Jozef was 19 and the invasion of the small down-trodden city of Poprad was a shock.
But it beat looking down at your boots to avoid the eyes of the secret police and the tenement snitches. 3000 people in the square at that moment had a sense of pride for the first time in their lives.
Jozef too was proud. But he was far from being a revolutionary, an anarchist.
And he was certainly no freedom fighter.
Memories of Central and Eastern Europe
Like so many back then, he didn’t really understand the politics behind the fact that troops from five socialist countries had invaded Czechoslovakia because they feared the likes of Alexander Dubček, a major reformist.
Now the invaders were all over his community.
But Jozef was just drawn by the monstrousness of the invading armies and their war machines.
***
It was noon when he arrived at the square.
Minutes later Soviet shots rang out, boomed across the roof tops and echoed round the High Tatras.
Fifteen people were injured.
But Jozef was the one who died.
And nobody bothered to tell his family he had been shot.
“He was on a week-long furlough repairing machines, we didn’t know he was home,” his sister Anna Malá Krajňák said.
It was only when a porter at Spišská Sobota hospital found his ID card in his blood-stained jacket that somebody ran to tell them.
Jozef’s body was lying in the basement of the hospital. His liver had been ruptured.
He was quickly buried in the family home-town of Hôrka less than 10km, away.
Anna Mala said: “A lot of people came to the funeral, but it was terrible because a helicopter was flying over us. The whole thing went very quickly, because everyone was afraid.”
Anna Malá eulogised her brother as a passionate football player who lived with his parents and was helping his brother build a new home.
But after his death Jozef became, in the eyes of the authorities, became something he simply wasn’t … he was officially condemned as a dissident and a counter-revolutionary.
The authorities had blamed him for his own death and his family were ordered not to talk about him or tell how he died.
For decades Anna Malá tried to put flowers on his grave but State Security stopped her.

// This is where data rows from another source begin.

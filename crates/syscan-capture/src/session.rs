// SPDX-License-Identifier: PMPL-1.0-or-later
// Copyright (c) 2026 Jonathan D.A. Jewell (hyperpolymath) <jonathan.jewell@open.ac.uk>
//
// Capture session — one run against one scanner.
//
//   Idle ──capture──▶ AwaitingDecision ──continue──▶ Capturing ──capture──▶ ...
//     │                     │                            │
//     └────────finalize─────┴──────────finalize──────────┘──▶ Finalizing ──▶ Done
//
// Any non-terminal state may be abandoned. The session only remembers the
// device *name*: every capture resolves and connects afresh, so a scanner
// unplugged and replugged between pages is picked up again.
//
// The page counter advances only after a page has been written. A failed
// capture leaves the counter and the state exactly as they were, so the
// retry lands on the same index.

use chrono::Local;
use syscan_bridge::ScanItem;
use syscan_core::ScanConfig;
use syscan_core::error::{Result, SyscanError};
use syscan_core::types::{
    CleanupWarning, Document, FinalizeOutcome, ItemProperty, PageImage, SessionState,
    TransferFormat,
};
use syscan_document::DocumentAssembler;
use syscan_document::ImageProcessor;
use syscan_document::integrity::hash_bytes;
use tracing::{debug, info, instrument, warn};

use crate::registry::DeviceRegistry;
use crate::store::PageStore;

/// Per-run state: device, folders, next page index and protocol state.
#[derive(Debug)]
pub struct CaptureSession {
    device_name: String,
    store: PageStore,
    next_index: u32,
    resumed_pages: usize,
    resolution_dpi: u32,
    state: SessionState,
}

impl CaptureSession {
    /// Begin a run against `device_name`.
    ///
    /// Fails with [`SyscanError::NoDeviceSelected`] when no (or a blank)
    /// name is given. The device folders under `config.base_dir` are created
    /// or reused; pages left in the temp folder by an interrupted run are
    /// kept and numbering continues after them.
    #[instrument(skip(config), fields(base = %config.base_dir.display()))]
    pub fn start(device_name: Option<&str>, config: &ScanConfig) -> Result<Self> {
        let device_name = match device_name.map(str::trim) {
            Some(name) if !name.is_empty() => name.to_owned(),
            _ => return Err(SyscanError::NoDeviceSelected),
        };

        let store = PageStore::open(&config.base_dir, &device_name)?;
        let leftovers = store.list_pages()?;
        let next_index = leftovers.last().map(|(index, _)| *index).unwrap_or(0) + 1;
        if !leftovers.is_empty() {
            info!(resumed = leftovers.len(), "resuming pages left by a previous run");
        }

        Ok(Self {
            device_name,
            store,
            next_index,
            resumed_pages: leftovers.len(),
            resolution_dpi: config.resolution_dpi,
            state: SessionState::Idle,
        })
    }

    pub fn device_name(&self) -> &str {
        &self.device_name
    }

    pub fn state(&self) -> SessionState {
        self.state
    }

    /// Index the next successful capture will receive.
    pub fn next_index(&self) -> u32 {
        self.next_index
    }

    /// Pages found in the temp folder at start. They lead the document.
    pub fn resumed_pages(&self) -> usize {
        self.resumed_pages
    }

    pub fn store(&self) -> &PageStore {
        &self.store
    }

    /// Acquire one page from the device and store it losslessly.
    ///
    /// Legal in `Idle` and `Capturing`; success moves to `AwaitingDecision`.
    /// [`SyscanError::DeviceNotFound`] and [`SyscanError::DeviceConnection`]
    /// are returned as-is; every other failure becomes
    /// [`SyscanError::Capture`] for the page being acquired.
    #[instrument(skip(self, registry), fields(device = %self.device_name, page = self.next_index))]
    pub fn capture_one_page(&mut self, registry: &DeviceRegistry) -> Result<PageImage> {
        self.require(
            "capture_one_page",
            &[SessionState::Idle, SessionState::Capturing],
        )?;

        let previous = self.state;
        self.state = SessionState::Capturing;

        match self.acquire(registry, self.next_index) {
            Ok(page) => {
                self.next_index += 1;
                self.state = SessionState::AwaitingDecision;
                info!(
                    path = %page.path.display(),
                    width = page.width,
                    height = page.height,
                    "page captured"
                );
                Ok(page)
            }
            Err(err) => {
                self.state = previous;
                warn!(error = %err, "capture failed");
                Err(err)
            }
        }
    }

    /// The operator wants another page.
    pub fn continue_scanning(&mut self) -> Result<()> {
        self.require("continue_scanning", &[SessionState::AwaitingDecision])?;
        self.state = SessionState::Capturing;
        debug!(next = self.next_index, "continuing");
        Ok(())
    }

    /// Assemble every stored page into one document in the device folder.
    ///
    /// With no stored pages this is [`FinalizeOutcome::NothingToAssemble`]
    /// and no file is written. If assembly or persisting fails the pages
    /// stay on disk and the session returns to the state it was in. Cleanup
    /// problems after the document is written are reported inside the
    /// [`Document`], never as an error.
    #[instrument(skip(self, assembler), fields(device = %self.device_name))]
    pub fn finalize(&mut self, assembler: &DocumentAssembler) -> Result<FinalizeOutcome> {
        self.require(
            "finalize",
            &[
                SessionState::Idle,
                SessionState::Capturing,
                SessionState::AwaitingDecision,
            ],
        )?;

        let previous = self.state;
        self.state = SessionState::Finalizing;

        match self.assemble(assembler) {
            Ok(outcome) => {
                self.state = SessionState::Done;
                Ok(outcome)
            }
            Err(err) => {
                self.state = previous;
                warn!(error = %err, "finalize failed; pages kept");
                Err(err)
            }
        }
    }

    /// Give up on the run.
    ///
    /// The temp folder is removed if it holds no pages; captured pages are
    /// left where they are and a later run against the same device picks
    /// them up.
    #[instrument(skip(self), fields(device = %self.device_name))]
    pub fn abandon(&mut self) -> Result<Vec<CleanupWarning>> {
        if self.state.is_terminal() {
            return Err(self.invalid("abandon"));
        }

        let warnings = if self.store.list_pages()?.is_empty() {
            self.store.cleanup_temp_dir()
        } else {
            info!("captured pages kept for a later run");
            Vec::new()
        };
        self.state = SessionState::Abandoned;
        Ok(warnings)
    }

    // -- Internals ------------------------------------------------------------

    fn require(&self, operation: &'static str, allowed: &[SessionState]) -> Result<()> {
        if allowed.contains(&self.state) {
            Ok(())
        } else {
            Err(self.invalid(operation))
        }
    }

    fn invalid(&self, operation: &'static str) -> SyscanError {
        SyscanError::InvalidState {
            operation,
            state: self.state,
        }
    }

    fn acquire(&self, registry: &DeviceRegistry, index: u32) -> Result<PageImage> {
        let capture_error = move |reason: String| SyscanError::Capture {
            page: index,
            reason,
        };

        let handle = registry.resolve(&self.device_name)?;
        let connection = registry.connect(&handle)?;
        let mut item = connection
            .items()
            .map_err(|err| capture_error(err.to_string()))?
            .into_iter()
            .next()
            .ok_or_else(|| capture_error("device exposes no scan source".into()))?;

        self.request_resolution(item.as_mut());

        let raw = item
            .transfer(TransferFormat::Bmp)
            .map_err(|err| capture_error(err.to_string()))?;
        let frame = ImageProcessor::from_bytes(&raw).map_err(|err| capture_error(err.to_string()))?;

        std::fs::create_dir_all(self.store.temp_dir())
            .map_err(|err| capture_error(err.to_string()))?;
        let path = self.store.page_path(index);
        if let Err(err) = frame.save_png(&path) {
            let _ = std::fs::remove_file(&path);
            return Err(capture_error(err.to_string()));
        }

        Ok(PageImage {
            index,
            path,
            width: frame.width(),
            height: frame.height(),
        })
    }

    /// Ask for the configured resolution on both axes. Rejection is logged
    /// and the device keeps its default.
    fn request_resolution(&self, item: &mut dyn ScanItem) {
        let dpi = i32::try_from(self.resolution_dpi).unwrap_or(i32::MAX);
        for property in [
            ItemProperty::HorizontalResolution,
            ItemProperty::VerticalResolution,
        ] {
            if let Err(err) = item.set_property(property, dpi) {
                debug!(property = property.name(), dpi, error = %err, "resolution not applied");
            }
        }
    }

    fn assemble(&self, assembler: &DocumentAssembler) -> Result<FinalizeOutcome> {
        let pages: Vec<_> = self
            .store
            .list_pages()?
            .into_iter()
            .map(|(_, path)| path)
            .collect();

        if pages.is_empty() {
            for warning in self.store.cleanup_temp_dir() {
                warn!(%warning, "cleanup incomplete");
            }
            info!("nothing to assemble");
            return Ok(FinalizeOutcome::NothingToAssemble);
        }

        let bytes = assembler.assemble(&pages, self.store.temp_dir())?;
        let created_at = Local::now();
        let path = assembler.persist(&bytes, self.store.root(), &created_at)?;
        let sha256 = hash_bytes(&bytes);

        let mut warnings = self.store.remove_pages(&pages);
        warnings.extend(self.store.cleanup_temp_dir());
        for warning in &warnings {
            warn!(%warning, "cleanup incomplete");
        }

        info!(path = %path.display(), pages = pages.len(), "document finalized");
        Ok(FinalizeOutcome::Assembled(Document {
            path,
            page_count: pages.len(),
            created_at,
            sha256,
            warnings,
        }))
    }
}
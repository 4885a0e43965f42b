// SPDX-License-Identifier: PMPL-1.0-or-later
// Copyright (c) 2026 Jonathan D.A. Jewell (hyperpolymath) <jonathan.jewell@open.ac.uk>
//
// Platform-aware data directory resolution.

use std::path::PathBuf;

/// Return the application data directory, creating it if needed.
pub fn data_dir() -> PathBuf {
    let dir = dirs_fallback().join("syscan");
    if let Err(err) = std::fs::create_dir_all(&dir) {
        tracing::warn!(path = %dir.display(), error = %err, "could not create data directory");
    }
    dir
}

fn dirs_fallback() -> PathBuf {
    // XDG data dir, then ~/.local/share
    if let Ok(xdg) = std::env::var("XDG_DATA_HOME") {
        return PathBuf::from(xdg);
    }
    if let Ok(home) = std::env::var("HOME") {
        return PathBuf::from(home).join(".local").join("share");
    }
    std::env::temp_dir()
}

She was even threatened with prison.
***
Now the square where he died is named after St Egidius and there is a small memorial and plaque to Josef Bonk and others on a shelf in a wall. There are plastic religious figures and a few cheap candle lights. Sometimes there is a picture of Jozef. Sometimes there isn’t.
But every year now people gather to remember him.

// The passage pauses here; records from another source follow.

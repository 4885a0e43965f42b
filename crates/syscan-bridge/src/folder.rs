// SPDX-License-Identifier: PMPL-1.0-or-later
// Copyright (c) 2026 Jonathan D.A. Jewell (hyperpolymath) <jonathan.jewell@open.ac.uk>
//
// Image-folder scanner backend.
//
// Every subdirectory of the configured source folder appears as one scanner
// named after the directory. Each transfer "scans" the next image file of that
// directory (sorted by filename) and hands it back re-encoded in the requested
// raster format, exactly as a real device would deliver a bitmap frame. Once
// the directory is exhausted the glass is empty and transfers fail.

use std::collections::HashMap;
use std::io::Cursor;
use std::path::{Path, PathBuf};
use std::sync::{Arc, Mutex};

use image::ImageFormat;
use syscan_core::error::{Result, SyscanError};
use syscan_core::types::{DeviceInfo, ItemProperty, TransferFormat};
use tracing::{debug, info, instrument, warn};

use crate::traits::*;

/// File extensions the backend treats as source pages.
const SOURCE_EXTENSIONS: &[&str] = &["png", "jpg", "jpeg", "bmp", "tif", "tiff"];

/// Highest resolution the virtual glass accepts.
const MAX_DPI: i32 = 2400;

/// Next-page cursor per device directory, shared by every connection so that
/// reconnecting between pages continues where the last transfer stopped.
type Cursors = Arc<Mutex<HashMap<PathBuf, usize>>>;

/// Scanner stack backed by directories of images.
pub struct FolderBridge {
    root: PathBuf,
    cursors: Cursors,
}

impl FolderBridge {
    /// Create a backend rooted at `root`. The directory need not exist yet;
    /// a missing root simply enumerates no devices.
    pub fn new(root: impl Into<PathBuf>) -> Self {
        Self {
            root: root.into(),
            cursors: Arc::new(Mutex::new(HashMap::new())),
        }
    }
}

impl ImagingSubsystem for FolderBridge {
    fn platform_name(&self) -> &str {
        "Image folder"
    }

    #[instrument(skip(self), fields(root = %self.root.display()))]
    fn enumerate(&self) -> Result<Vec<DeviceInfo>> {
        if !self.root.is_dir() {
            debug!("source folder missing; no devices");
            return Ok(Vec::new());
        }

        let mut devices: Vec<DeviceInfo> = std::fs::read_dir(&self.root)?
            .filter_map(|entry| entry.ok())
            .filter(|entry| entry.path().is_dir())
            .map(|entry| DeviceInfo {
                id: entry.path().display().to_string(),
                name: entry.file_name().to_string_lossy().into_owned(),
            })
            .collect();
        devices.sort_by(|a, b| a.name.cmp(&b.name));

        debug!(count = devices.len(), "folder devices enumerated");
        Ok(devices)
    }

    fn connect(&self, device_id: &str) -> Result<Box<dyn ScannerConnection>> {
        let dir = PathBuf::from(device_id);
        if !dir.is_dir() {
            return Err(SyscanError::DeviceConnection(format!(
                "device offline: {} is not reachable",
                dir.display()
            )));
        }
        info!(device = %dir.display(), "connected to folder scanner");
        Ok(Box::new(FolderConnection {
            dir,
            cursors: Arc::clone(&self.cursors),
        }))
    }
}

struct FolderConnection {
    dir: PathBuf,
    cursors: Cursors,
}

impl ScannerConnection for FolderConnection {
    fn items(&self) -> Result<Vec<Box<dyn ScanItem>>> {
        Ok(vec![Box::new(FolderItem {
            dir: self.dir.clone(),
            cursors: Arc::clone(&self.cursors),
            properties: HashMap::new(),
        })])
    }
}

/// The virtual flatbed glass.
struct FolderItem {
    dir: PathBuf,
    cursors: Cursors,
    properties: HashMap<ItemProperty, i32>,
}

impl ScanItem for FolderItem {
    fn set_property(&mut self, property: ItemProperty, value: i32) -> Result<()> {
        if !(1..=MAX_DPI).contains(&value) {
            return Err(SyscanError::Bridge(format!(
                "{} value {value} out of range",
                property.name()
            )));
        }
        self.properties.insert(property, value);
        Ok(())
    }

    #[instrument(skip(self), fields(dir = %self.dir.display()))]
    fn transfer(&mut self, format: TransferFormat) -> Result<Vec<u8>> {
        let sources = source_images(&self.dir)?;

        let mut cursors = self
            .cursors
            .lock()
            .map_err(|_| SyscanError::Bridge("cursor lock poisoned".into()))?;
        let next = cursors.entry(self.dir.clone()).or_insert(0);

        let source = sources.get(*next).ok_or_else(|| {
            SyscanError::Bridge(format!(
                "no page on the glass: all {} images in {} were scanned",
                sources.len(),
                self.dir.display()
            ))
        })?;

        let img = image::open(source).map_err(|err| {
            SyscanError::Bridge(format!("failed to read {}: {err}", source.display()))
        })?;

        let target = match format {
            TransferFormat::Bmp => ImageFormat::Bmp,
            TransferFormat::Png => ImageFormat::Png,
        };
        let mut buffer = Vec::new();
        img.write_to(&mut Cursor::new(&mut buffer), target)
            .map_err(|err| SyscanError::Bridge(format!("frame encoding failed: {err}")))?;

        if let Some(dpi) = self.properties.get(&ItemProperty::HorizontalResolution) {
            debug!(dpi, "resolution requested; folder frames are delivered as-is");
        }

        *next += 1;
        info!(
            source = %source.display(),
            bytes = buffer.len(),
            "frame transferred"
        );
        Ok(buffer)
    }
}

/// Image files in `dir`, sorted by filename.
fn source_images(dir: &Path) -> Result<Vec<PathBuf>> {
    let mut files: Vec<PathBuf> = std::fs::read_dir(dir)
        .map_err(|err| {
            warn!(dir = %dir.display(), %err, "folder scanner vanished");
            SyscanError::Bridge(format!("cannot read {}: {err}", dir.display()))
        })?
        .filter_map(|entry| entry.ok())
        .map(|entry| entry.path())
        .filter(|path| {
            path.extension()
                .and_then(|ext| ext.to_str())
                .map(|ext| SOURCE_EXTENSIONS.contains(&ext.to_ascii_lowercase().as_str()))
                .unwrap_or(false)
        })
        .collect();
    files.sort();
    Ok(files)
}

#[cfg(test)]
mod tests {
    use super::*;
    use image::{Rgb, RgbImage};

    fn seed_device(root: &Path, name: &str, pages: u32) -> PathBuf {
        let dir = root.join(name);
        std::fs::create_dir_all(&dir).unwrap();
        for n in 0..pages {
            let img = RgbImage::from_pixel(8 + n, 6, Rgb([200, 10, 10]));
            img.save(dir.join(format!("{n:02}.png"))).unwrap();
        }
        dir
    }

    #[test]
    fn missing_root_has_no_devices() {
        let bridge = FolderBridge::new("/definitely/not/here");
        assert!(bridge.enumerate().unwrap().is_empty());
    }

    #[test]
    fn subdirectories_are_devices() {
        let tmp = tempfile::tempdir().unwrap();
        seed_device(tmp.path(), "Flatbed B", 1);
        seed_device(tmp.path(), "Flatbed A", 1);
        std::fs::write(tmp.path().join("notes.txt"), b"not a device").unwrap();

        let names: Vec<String> = FolderBridge::new(tmp.path())
            .enumerate()
            .unwrap()
            .into_iter()
            .map(|d| d.name)
            .collect();
        assert_eq!(names, vec!["Flatbed A", "Flatbed B"]);
    }

    #[test]
    fn transfers_advance_across_reconnects_until_exhausted() {
        let tmp = tempfile::tempdir().unwrap();
        let dir = seed_device(tmp.path(), "Glass", 2);
        let bridge = FolderBridge::new(tmp.path());
        let id = dir.display().to_string();

        for expected_width in [8u32, 9] {
            let conn = bridge.connect(&id).unwrap();
            let mut items = conn.items().unwrap();
            let frame = items[0].transfer(TransferFormat::Bmp).unwrap();
            let decoded = image::load_from_memory(&frame).unwrap();
            assert_eq!(decoded.width(), expected_width);
        }

        let conn = bridge.connect(&id).unwrap();
        let mut items = conn.items().unwrap();
        assert!(matches!(
            items[0].transfer(TransferFormat::Bmp),
            Err(SyscanError::Bridge(_))
        ));
    }

    #[test]
    fn out_of_range_resolution_is_rejected() {
        let tmp = tempfile::tempdir().unwrap();
        let dir = seed_device(tmp.path(), "Glass", 1);
        let bridge = FolderBridge::new(tmp.path());
        let conn = bridge.connect(&dir.display().to_string()).unwrap();
        let mut items = conn.items().unwrap();
        assert!(items[0].set_property(ItemProperty::HorizontalResolution, 300).is_ok());
        assert!(items[0].set_property(ItemProperty::VerticalResolution, 9600).is_err());
    }

    #[test]
    fn unplugged_device_fails_to_connect() {
        let tmp = tempfile::tempdir().unwrap();
        let bridge = FolderBridge::new(tmp.path());
        let missing = tmp.path().join("gone").display().to_string();
        assert!(matches!(
            bridge.connect(&missing),
            Err(SyscanError::DeviceConnection(_))
        ));
    }
}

František Bednár from the World Association of former Czechoslovak political prisoners, who curates the small commemoration says: “It is sad that this is the only monument in Slovakia with the names of the victims of the crimes of the time.
We also regret that August 21 is not even a memorial day in Slovakia.” .
The monument has also become a tribute to journalist Ján Kuciak and his fiance Martina Kušnírová. They were shot dead in 2018 at their home in Veľká Mača in the Galanta district.
So, after 50 years Josef has actually become the thing he never was in his life … a figurehead against corruption, suppression and dishonesty.
For there is no such thing as political murder or collateral loss, there is only murder.
Jozef Bonk was the victim of murder just as Ján Kuciak and Martina Kušnírová were.
Each of them are heroes because they were painted as villains by those who held power.
And now their names will not be forgotten.